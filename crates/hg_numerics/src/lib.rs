// crates/hg_numerics/src/lib.rs

//! HardyGram 数值核心
//!
//! 临界线上的任意精度数值计算：
//! - Riemann-Siegel θ 函数 (theta)
//! - Riemann-Siegel 主和 (main_term)
//! - Gabcke 余项级数及其系数表 (remainder, gabcke)
//! - Hardy Z 函数 (hardy_z)
//! - Gram 点求解与反查 (gram)
//! - 会话封装 (session)
//!
//! 所有函数都以 `&PrecisionContext` 取得位宽与常数，不读写任何全局状态。
//! 结果只依赖输入与位宽，同一输入在任意线程上逐位一致。

#![warn(missing_docs)]
#![warn(clippy::all)]

pub mod gabcke;
mod gabcke_table;
pub mod gram;
pub mod hardy_z;
pub mod main_term;
pub mod remainder;
pub mod session;
pub mod theta;

// 重导出常用类型
pub use gabcke::GabckeTable;
pub use gram::{gram_near_t, GramPoint, GramSolver, GramSolverConfig, GramStatus};
pub use hardy_z::{HardyZEvaluator, HardyZParts, RsDecomposition};
pub use main_term::rs_main_term;
pub use remainder::{rs_remainder, Parity};
pub use session::CriticalLineSession;
pub use theta::theta;

/// 预导入模块
pub mod prelude {
    pub use crate::gabcke::GabckeTable;
    pub use crate::gram::{gram_near_t, GramPoint, GramSolver, GramStatus};
    pub use crate::hardy_z::HardyZEvaluator;
    pub use crate::session::CriticalLineSession;
    pub use crate::theta::theta;
    pub use hg_config::PrecisionContext;
    pub use hg_foundation::{DecimalAccuracy, HgError, HgResult};
}
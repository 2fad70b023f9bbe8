// crates/hg_numerics/src/gram.rs

//! Gram 点求解与反查
//!
//! Gram 点 g_n 满足 θ(g_n) = nπ。
//!
//! - n ∈ {−1, 0, 1, 2}：直接查表，忽略精度要求
//! - n ≥ 3：在先验区间 [lower, upper] 内二分，直到 |θ(mid) − nπ| < 10^(−A)
//!
//! 迭代上限用尽时返回最后的中点和未收敛诊断，不视为失败。
//! 需要严格结果的调用方使用 [`GramPoint::into_converged`]。

use hg_config::limits::GRAM_LOOP_MAX;
use hg_config::{PrecisionContext, SessionConfig};
use hg_foundation::{require, DecimalAccuracy, HgError, HgResult};
use rug::ops::Pow;
use rug::{Float, Integer};
use serde::{Deserialize, Serialize};
use std::num::NonZeroUsize;

use crate::theta::theta;

/// g_{−1}, g_0, g_1, g_2
const GRAM_SMALL: [&str; 4] = [
    "3.4360829361",
    "17.8455995404108608168263384125190970356932874",
    "23.1702827012463092789966435383015320517470983",
    "27.6701822178483449617890",
];

/// 可查表的最大序号
const GRAM_TABULATED_MAX: i32 = 2;

/// 求解状态
#[derive(Debug, Clone, Copy, PartialEq, Serialize, Deserialize)]
pub enum GramStatus {
    /// 查表得到
    Tabulated,
    /// 二分收敛
    Converged {
        /// 使用的迭代次数
        iterations: usize,
    },
    /// 迭代上限用尽
    NotConverged {
        /// 已执行的迭代次数
        iterations: usize,
        /// 最后一次的 θ(mid) − nπ
        delta: f64,
    },
}

/// 一个 Gram 点
#[derive(Debug, Clone)]
pub struct GramPoint {
    /// 序号 n
    pub index: Integer,
    /// g_n
    pub value: Float,
    /// 求解状态
    pub status: GramStatus,
}

impl GramPoint {
    /// 是否满足精度要求（查表结果视为满足）
    pub fn is_converged(&self) -> bool {
        !matches!(self.status, GramStatus::NotConverged { .. })
    }

    /// 取值，未收敛时返回 [`HgError::NonConvergence`]
    pub fn into_converged(self) -> HgResult<Float> {
        match self.status {
            GramStatus::NotConverged { iterations, delta } => {
                Err(HgError::non_convergence(&self.index, iterations, delta))
            }
            _ => Ok(self.value),
        }
    }
}

/// 求解器配置
///
/// 迭代上限至少为 1，构造与反序列化时都会拒绝 0。
#[derive(Debug, Clone, Copy, PartialEq, Eq, Serialize, Deserialize)]
pub struct GramSolverConfig {
    #[serde(default = "default_max_iterations")]
    max_iterations: NonZeroUsize,
}

const DEFAULT_MAX_ITERATIONS: NonZeroUsize = match NonZeroUsize::new(GRAM_LOOP_MAX) {
    Some(cap) => cap,
    None => panic!("GRAM_LOOP_MAX 必须为正"),
};

fn default_max_iterations() -> NonZeroUsize {
    DEFAULT_MAX_ITERATIONS
}

impl GramSolverConfig {
    /// 以迭代上限创建，0 返回配置错误
    pub fn new(max_iterations: usize) -> HgResult<Self> {
        let max_iterations = require!(
            NonZeroUsize::new(max_iterations),
            HgError::invalid_config("gram_max_iterations", "0", "迭代上限必须为正")
        );
        Ok(Self { max_iterations })
    }

    /// 二分迭代上限
    #[inline]
    pub fn max_iterations(&self) -> usize {
        self.max_iterations.get()
    }
}

impl Default for GramSolverConfig {
    fn default() -> Self {
        Self {
            max_iterations: default_max_iterations(),
        }
    }
}

impl TryFrom<&SessionConfig> for GramSolverConfig {
    type Error = HgError;

    fn try_from(config: &SessionConfig) -> HgResult<Self> {
        Self::new(config.gram_max_iterations)
    }
}

/// Gram 点求解器
#[derive(Debug, Clone, Default)]
pub struct GramSolver {
    config: GramSolverConfig,
}

impl GramSolver {
    /// 以给定配置创建
    pub fn new(config: GramSolverConfig) -> Self {
        Self { config }
    }

    /// 配置
    pub fn config(&self) -> &GramSolverConfig {
        &self.config
    }

    /// 求 g_n
    ///
    /// n < −1 返回定义域错误；上限检查（2·10³²）由调用方负责。
    pub fn gram_at_n(
        &self,
        ctx: &PrecisionContext,
        n: &Integer,
        accuracy: DecimalAccuracy,
    ) -> HgResult<GramPoint> {
        if *n < -1 {
            return Err(HgError::out_of_domain("gram_n", n));
        }

        if *n <= GRAM_TABULATED_MAX {
            let slot = require!(
                n.to_i32().map(|i| (i + 1) as usize),
                HgError::internal("Gram 查表序号转换失败")
            );
            return Ok(GramPoint {
                index: n.clone(),
                value: ctx.parse_float(GRAM_SMALL[slot])?,
                status: GramStatus::Tabulated,
            });
        }

        Ok(self.bisect(ctx, n, accuracy))
    }

    fn bisect(&self, ctx: &PrecisionContext, n: &Integer, accuracy: DecimalAccuracy) -> GramPoint {
        let bits = ctx.bits();
        let n_float = Float::with_val(bits, n);
        let ln_n = Float::with_val(bits, n_float.ln_ref());

        // 先验区间
        let mut lower = Float::with_val(bits, &n_float / &ln_n).max(&Float::with_val(bits, 30u32));
        let x = {
            let raw = Float::with_val(bits, 6.64f64) / (Float::with_val(bits, &ln_n - 2.85f64));
            raw.max(&Float::with_val(bits, 0.5f64))
                .min(&Float::with_val(bits, 3u32))
        };
        let mut upper = (x * &n_float).max(&Float::with_val(bits, 250u32));

        let epsilon = Float::with_val(bits, 10u32).pow(-(accuracy.digits() as i32));
        let n_pi = Float::with_val(bits, &n_float * ctx.pi());

        log::trace!(
            "g_{} 二分区间 [{}, {}], ε = {}",
            n,
            lower.to_f64(),
            upper.to_f64(),
            accuracy
        );

        let mut mid = Float::new(bits);
        let mut delta = Float::new(bits);
        for iteration in 1..=self.config.max_iterations() {
            let half_width = Float::with_val(bits, &upper - &lower) / 2u32;
            mid = Float::with_val(bits, &lower + &half_width);
            delta = theta(ctx, &mid) - &n_pi;

            if Float::with_val(bits, delta.abs_ref()) < epsilon {
                log::trace!("g_{} 在第 {} 次迭代收敛", n, iteration);
                return GramPoint {
                    index: n.clone(),
                    value: mid,
                    status: GramStatus::Converged {
                        iterations: iteration,
                    },
                };
            }

            if delta.cmp0() == Some(std::cmp::Ordering::Greater) {
                upper.clone_from(&mid);
            } else {
                lower.clone_from(&mid);
            }
        }

        let delta = delta.to_f64();
        log::warn!(
            "g_{} 在 {} 次迭代内未收敛: |θ(t) − nπ| = {:e}",
            n,
            self.config.max_iterations(),
            delta.abs()
        );
        GramPoint {
            index: n.clone(),
            value: mid,
            status: GramStatus::NotConverged {
                iterations: self.config.max_iterations(),
                delta,
            },
        }
    }
}

/// 与 t 最近的下方 Gram 点序号：⌊θ(t)/π⌋
pub fn gram_near_t(ctx: &PrecisionContext, t: &Float) -> HgResult<Integer> {
    let ratio = Float::with_val(ctx.bits(), theta(ctx, t) / ctx.pi()).floor();
    let index = require!(
        ratio.to_integer(),
        HgError::out_of_domain("gram_t", t.to_string_radix(10, None))
    );
    Ok(index)
}
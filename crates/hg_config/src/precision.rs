// crates/hg_config/src/precision.rs

//! 精度选择与精度上下文
//!
//! 提供两个类型：
//!
//! - [`Precision`]: 有效数字位宽（可序列化、可解析），构造时即验证范围
//! - [`PrecisionContext`]: 一次会话的只读数值环境，缓存该位宽下的 π、2π、ln 2
//!
//! 精度上下文替代进程级全局变量，以引用方式传入各计算组件。
//! 不同位宽的上下文可以在同一进程中并存（例如并行测试）。

use hg_foundation::{HgError, HgResult};
use rug::float::Constant;
use rug::Float;
use serde::{Deserialize, Serialize};
use std::fmt;
use std::str::FromStr;

use crate::limits::{PRECISION_BITS_DEFAULT, PRECISION_BITS_MAX, PRECISION_BITS_MIN};

/// 有效数字位宽
///
/// # 示例
///
/// ```rust
/// use hg_config::Precision;
///
/// let precision = Precision::default();
/// assert_eq!(precision.bits(), 256);
///
/// let precision: Precision = "512".parse().unwrap();
/// assert_eq!(precision.bits(), 512);
/// assert!("32".parse::<Precision>().is_err());
/// ```
#[derive(Debug, Clone, Copy, PartialEq, Eq, PartialOrd, Ord, Hash, Serialize, Deserialize)]
#[serde(try_from = "u32", into = "u32")]
pub struct Precision(u32);

impl Precision {
    /// 创建位宽，超出 [64, 1024] 时返回精度配置错误
    pub fn new(bits: u32) -> HgResult<Self> {
        if !(PRECISION_BITS_MIN..=PRECISION_BITS_MAX).contains(&bits) {
            return Err(HgError::precision(format!(
                "位宽 {} 超出范围 [{}, {}]",
                bits, PRECISION_BITS_MIN, PRECISION_BITS_MAX
            )));
        }
        Ok(Self(bits))
    }

    /// 位宽
    #[inline]
    pub fn bits(&self) -> u32 {
        self.0
    }
}

impl Default for Precision {
    fn default() -> Self {
        Self(PRECISION_BITS_DEFAULT)
    }
}

impl TryFrom<u32> for Precision {
    type Error = HgError;

    fn try_from(bits: u32) -> HgResult<Self> {
        Self::new(bits)
    }
}

impl From<Precision> for u32 {
    fn from(p: Precision) -> u32 {
        p.0
    }
}

impl fmt::Display for Precision {
    fn fmt(&self, f: &mut fmt::Formatter<'_>) -> fmt::Result {
        write!(f, "{} bits", self.0)
    }
}

/// 精度解析错误
#[derive(Debug, Clone)]
pub struct PrecisionParseError(String);

impl FromStr for Precision {
    type Err = PrecisionParseError;

    fn from_str(s: &str) -> Result<Self, Self::Err> {
        let trimmed = s.trim();
        let digits = trimmed.strip_suffix("bits").unwrap_or(trimmed).trim();
        digits
            .parse::<u32>()
            .ok()
            .and_then(|bits| Self::new(bits).ok())
            .ok_or_else(|| PrecisionParseError(s.to_string()))
    }
}

impl fmt::Display for PrecisionParseError {
    fn fmt(&self, f: &mut fmt::Formatter<'_>) -> fmt::Result {
        write!(
            f,
            "无效的精度值: '{}', 期望 {} 到 {} 之间的位宽",
            self.0, PRECISION_BITS_MIN, PRECISION_BITS_MAX
        )
    }
}

impl std::error::Error for PrecisionParseError {}

/// 会话级精度上下文（只读）
///
/// 在任何数值计算开始前构造一次，之后只以 `&PrecisionContext` 共享。
/// 内部只有不可变数据，`Sync` 由 `rug::Float` 保证，多线程读取无需加锁。
///
/// # 示例
///
/// ```rust
/// use hg_config::PrecisionContext;
///
/// let ctx = PrecisionContext::new(128).unwrap();
/// assert_eq!(ctx.bits(), 128);
/// assert!((ctx.pi().to_f64() - std::f64::consts::PI).abs() < 1e-15);
/// ```
#[derive(Debug, Clone)]
pub struct PrecisionContext {
    precision: Precision,
    pi: Float,
    two_pi: Float,
    ln2: Float,
}

impl PrecisionContext {
    /// 以给定位宽构造上下文
    pub fn new(bits: u32) -> HgResult<Self> {
        Ok(Self::with_precision(Precision::new(bits)?))
    }

    /// 以已验证的位宽构造上下文
    pub fn with_precision(precision: Precision) -> Self {
        let bits = precision.bits();
        let pi = Float::with_val(bits, Constant::Pi);
        let two_pi = pi.clone() * 2u32;
        let ln2 = Float::with_val(bits, Constant::Log2);
        log::debug!("精度上下文已建立: {}", precision);
        Self {
            precision,
            pi,
            two_pi,
            ln2,
        }
    }

    /// 位宽
    #[inline]
    pub fn bits(&self) -> u32 {
        self.precision.bits()
    }

    /// 位宽（类型化）
    #[inline]
    pub fn precision(&self) -> Precision {
        self.precision
    }

    /// π
    #[inline]
    pub fn pi(&self) -> &Float {
        &self.pi
    }

    /// 2π
    #[inline]
    pub fn two_pi(&self) -> &Float {
        &self.two_pi
    }

    /// ln 2
    #[inline]
    pub fn ln2(&self) -> &Float {
        &self.ln2
    }

    /// 以本上下文位宽创建一个浮点数
    #[inline]
    pub fn float<T>(&self, value: T) -> Float
    where
        Float: rug::Assign<T>,
    {
        Float::with_val(self.bits(), value)
    }

    /// 以本上下文位宽解析十进制文本
    pub fn parse_float(&self, literal: &str) -> HgResult<Float> {
        let parsed = Float::parse(literal).map_err(|e| HgError::parse(literal, e))?;
        Ok(Float::with_val(self.bits(), parsed))
    }
}

impl Default for PrecisionContext {
    fn default() -> Self {
        Self::with_precision(Precision::default())
    }
}
// crates/hg_config/src/lib.rs

//! HardyGram Config Layer
//!
//! 配置层，提供精度上下文、会话配置和数值定义域。
//!
//! # 模块概览
//!
//! - [`precision`]: `Precision` 位宽与只读的 `PrecisionContext`
//! - [`session_config`]: `SessionConfig` 会话配置（JSON）
//! - [`limits`]: 算法推导所适用的参数范围
//! - [`error`]: 配置错误类型
//!
//! # 层级架构
//!
//! ```text
//! hg_workflow   ─> BatchHardyZDriver
//! hg_numerics   ─> theta, Hardy Z, Gram 点
//! hg_config     ─> Precision, PrecisionContext, SessionConfig (本层)
//! hg_foundation ─> HgError, DecimalAccuracy
//! ```
//!
//! # 设计原则
//!
//! 1. **无全局状态**: 精度上下文是显式对象，按引用传递
//! 2. **构造即验证**: 位宽与精度要求在构造或反序列化时检查
//! 3. **只读共享**: 上下文建立后不可变，可跨线程无锁读取

#![warn(missing_docs)]
#![warn(clippy::all)]

pub mod error;
pub mod limits;
pub mod precision;
pub mod session_config;

// 重导出核心类型
pub use error::ConfigError;
pub use precision::{Precision, PrecisionContext, PrecisionParseError};
pub use session_config::SessionConfig;
// crates/hg_workflow/src/error.rs

//! 批处理错误类型

use hg_foundation::HgError;
use thiserror::Error;

/// 批处理错误
#[derive(Debug, Error)]
pub enum WorkflowError {
    /// 数值层错误（定义域、精度配置等）
    #[error("数值错误: {0}")]
    Numerics(#[from] HgError),

    /// 线程池构建失败
    #[error("线程池构建失败: {0}")]
    ThreadPool(#[from] rayon::ThreadPoolBuildError),

    /// 批量任务超出定义域，未派发任何计算
    #[error("批量任务无效: {0}")]
    InvalidJob(#[source] HgError),

    /// 单个样本计算失败
    #[error("第 {index} 个样本计算失败: {source}")]
    Sample {
        /// 全局序号
        index: usize,
        /// 底层错误
        #[source]
        source: HgError,
    },

    /// 工作线程未写回结果
    #[error("第 {0} 个样本没有结果")]
    MissingResult(usize),
}

impl WorkflowError {
    /// 由数值错误构造样本错误
    pub fn sample(index: usize, source: HgError) -> Self {
        Self::Sample { index, source }
    }
}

______

The answer should consist of every line above in which "crates" appears.

filename crates/hg_numerics/src/lib.rs
// crates/hg_numerics/src/lib.rs
// crates/hg_numerics/src/gram.rs
filename crates/hg_config/src/precision.rs
// crates/hg_config/src/precision.rs
// crates/hg_config/src/lib.rs
// crates/hg_workflow/src/error.rs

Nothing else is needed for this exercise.